The CD and SD interrogation of the carotid system is performed in the longitudinal plane using a 60-degree SD angle between the ultrasound beam and the vessel walls. Using constant and standard SD angle permits study reproducibility and proper comparison. SD angles greater than 60 degrees are not recommended, as they cause an increase in measurement error. The sample volume, or SD gate, should be placed in the center of the artery, and parallel to the vessel walls. Although SD images may only be obtained at certain areas within the carotid arteries, the SD gate should be moved slowly throughout the entire length of the artery while searching for the highest velocity. Spot Doppler checks at specified locations will result in errors, as areas of increased velocity and stenosis may be missed. The CD display will help guide proper placement of the SD gate and is useful in visually locating sites of increased velocity (aliasing). Although CD is helpful to locate areas of increased velocity and possible stenosis, care must be taken to evaluate that area to obtain its maximum velocity. This is done by slowly moving the SD gate in proximity of and throughout the color jet.

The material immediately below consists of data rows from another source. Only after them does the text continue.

use std::sync::Arc;

use anyhow::{Context, anyhow};
use async_trait::async_trait;
use rearch::CapsuleHandle;
use thiserror::Error;
use tracing::{info, instrument, warn};
use url::Url;

use crate::{
    config::base_url_capsule,
    recipe_repo::{RecipeRepository, canonical_recipe_path, recipe_repository_capsule},
    short_link_repo::{
        SaveShortLinkError, ShortCode, ShortLink, ShortLinkRepository,
        short_link_repository_capsule,
    },
};

/// Upper bound on fresh codes tried before minting gives up.
pub const MINT_ATTEMPTS: usize = 5;

#[derive(Debug, PartialEq, Eq)]
pub struct ShareLink {
    pub code: ShortCode,
    pub url: Url,
}

#[derive(Debug)]
pub struct Redirect {
    pub path: String,
}

pub fn short_link_service_capsule(
    CapsuleHandle { mut get, .. }: CapsuleHandle,
) -> Arc<dyn ShortLinkService> {
    let short_link_repo = Arc::clone(get.as_ref(short_link_repository_capsule));
    let recipe_repo = Arc::clone(get.as_ref(recipe_repository_capsule));
    let base_url = get.as_ref(base_url_capsule).clone();
    Arc::new(ShortLinkServiceImpl {
        short_link_repo,
        recipe_repo,
        base_url,
    })
}

#[async_trait]
pub trait ShortLinkService: Send + Sync {
    /// Returns the recipe's short link, minting it on first request.
    async fn get_link(&self, recipe_id: i32) -> Result<ShareLink, GetLinkError>;

    async fn resolve(&self, code: &str) -> Result<Redirect, ResolveError>;
}

#[derive(Debug, Error)]
pub enum GetLinkError {
    #[error("recipe not found")]
    RecipeNotFound,
    #[error("internal/database error: {0}")]
    Internal(anyhow::Error), // NOTE: no #[from] so we have to be explicit
}

#[derive(Debug, Error)]
pub enum ResolveError {
    #[error("short link not found")]
    NotFound,
    #[error("internal/database error: {0}")]
    Internal(anyhow::Error),
}

struct ShortLinkServiceImpl {
    short_link_repo: Arc<dyn ShortLinkRepository>,
    recipe_repo: Arc<dyn RecipeRepository>,
    base_url: Url,
}

impl ShortLinkServiceImpl {
    fn share_link(&self, code: ShortCode) -> Result<ShareLink, GetLinkError> {
        let url = self
            .base_url
            .join(&format!("/s/{}/", code.as_str()))
            .context("Failed to build absolute short link URL")
            .map_err(GetLinkError::Internal)?;
        Ok(ShareLink { code, url })
    }

    /// Reuses the stored code when there is one.
    fn minted(
        &self,
        link: ShortLink,
        canonical_path: &str,
    ) -> Option<Result<ShareLink, GetLinkError>> {
        let code = link.code?;
        if link.original_path != canonical_path {
            warn!(
                recipe_id = link.recipe_id,
                stored_path = %link.original_path,
                canonical_path,
                "Short link points at a stale path; keeping the path it was minted with"
            );
        }
        Some(self.share_link(code))
    }

    async fn mint(
        &self,
        recipe_id: i32,
        canonical_path: &str,
        mut row_exists: bool,
    ) -> Result<ShareLink, GetLinkError> {
        for _ in 0..MINT_ATTEMPTS {
            let attempt_code = ShortCode::generate();

            let result = if row_exists {
                self.short_link_repo
                    .assign_code(recipe_id, attempt_code.clone())
                    .await
            } else {
                self.short_link_repo
                    .insert_link(ShortLink {
                        recipe_id,
                        code: Some(attempt_code.clone()),
                        original_path: canonical_path.to_owned(),
                    })
                    .await
            };

            match result {
                Ok(link) => {
                    info!(recipe_id, code = attempt_code.as_str(), "Minted short link");
                    return match self.minted(link, canonical_path) {
                        Some(share_link) => share_link,
                        None => Err(GetLinkError::Internal(anyhow!(
                            "Stored short link has no code right after minting"
                        ))),
                    };
                }
                // NOTE: someone else got there first; theirs wins
                Err(SaveShortLinkError::RecipeAlreadyLinked(existing)) => {
                    if let Some(share_link) = self.minted(existing, canonical_path) {
                        info!(recipe_id, "Short link was minted concurrently; reusing it");
                        return share_link;
                    }
                    row_exists = true;
                }
                Err(SaveShortLinkError::CodeTaken) => {
                    warn!(
                        recipe_id,
                        code = attempt_code.as_str(),
                        "Generated short code that was already taken"
                    );
                }
                Err(SaveShortLinkError::Internal(err)) => {
                    return Err(GetLinkError::Internal(
                        err.context("Failed to persist short link"),
                    ));
                }
            }
        }

        Err(GetLinkError::Internal(anyhow!("Exhausted retry attempts")))
    }
}

#[async_trait]
impl ShortLinkService for ShortLinkServiceImpl {
    #[instrument(skip(self))]
    async fn get_link(&self, recipe_id: i32) -> Result<ShareLink, GetLinkError> {
        if self
            .recipe_repo
            .find_summary(recipe_id)
            .await
            .map_err(GetLinkError::Internal)?
            .is_none()
        {
            return Err(GetLinkError::RecipeNotFound);
        }

        let canonical_path = canonical_recipe_path(recipe_id);
        let existing = self
            .short_link_repo
            .find_by_recipe(recipe_id)
            .await
            .map_err(GetLinkError::Internal)?;

        match existing {
            Some(link) => match self.minted(link, &canonical_path) {
                Some(share_link) => share_link,
                None => self.mint(recipe_id, &canonical_path, true).await,
            },
            None => self.mint(recipe_id, &canonical_path, false).await,
        }
    }

    #[instrument(skip(self))]
    async fn resolve(&self, code: &str) -> Result<Redirect, ResolveError> {
        // NOTE: malformed codes can never have been minted
        let Ok(code) = ShortCode::new(code.to_owned()) else {
            return Err(ResolveError::NotFound);
        };

        match self.short_link_repo.find_by_code(&code).await {
            Ok(Some(link)) => Ok(Redirect {
                path: link.original_path,
            }),
            Ok(None) => Err(ResolveError::NotFound),
            Err(err) => Err(ResolveError::Internal(err)),
        }
    }
}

Commonly, SD waveforms are obtained in the proximal, mid, and distal CCA; the carotid bulb; the origin of the ECA; the proximal, mid, and distal ICA; the vertebral artery; and, in some institutions, the subclavian artery. This is most often done bilaterally, so a comparison between sides can be made. Additionally, if an area of stenosis is discovered, additional SD signals may be necessary in that area to further interrogate the extent of disease. This can be done by obtaining SD signals just proximal to, within, and distal to the stenotic area. In these situations, additional GS images should also be obtained, both in the longitudinal plane (to evaluate plaque characteristics and extent) and in the transverse plane (to provide information regarding the severity of stenosis). This should be done in any vessel in which pathology is visualized. Manipulation of GSs via B-mode gain and time gain compensation is critical to obtain an accurate depiction of plaque that is present.

Common sources of technical errors that occur when performing carotid duplex imaging include the following: too high of insonating frequency for vessel depth, focal zone(s) inappropriately set, CD angle set too steep, CD gain set too low, and CD velocity scale (PRF) set too high. Cases of severe stenosis may not be detectable using CD; in these situations, power Doppler should be used to ensure the absence of flow before a determination of occlusion is made.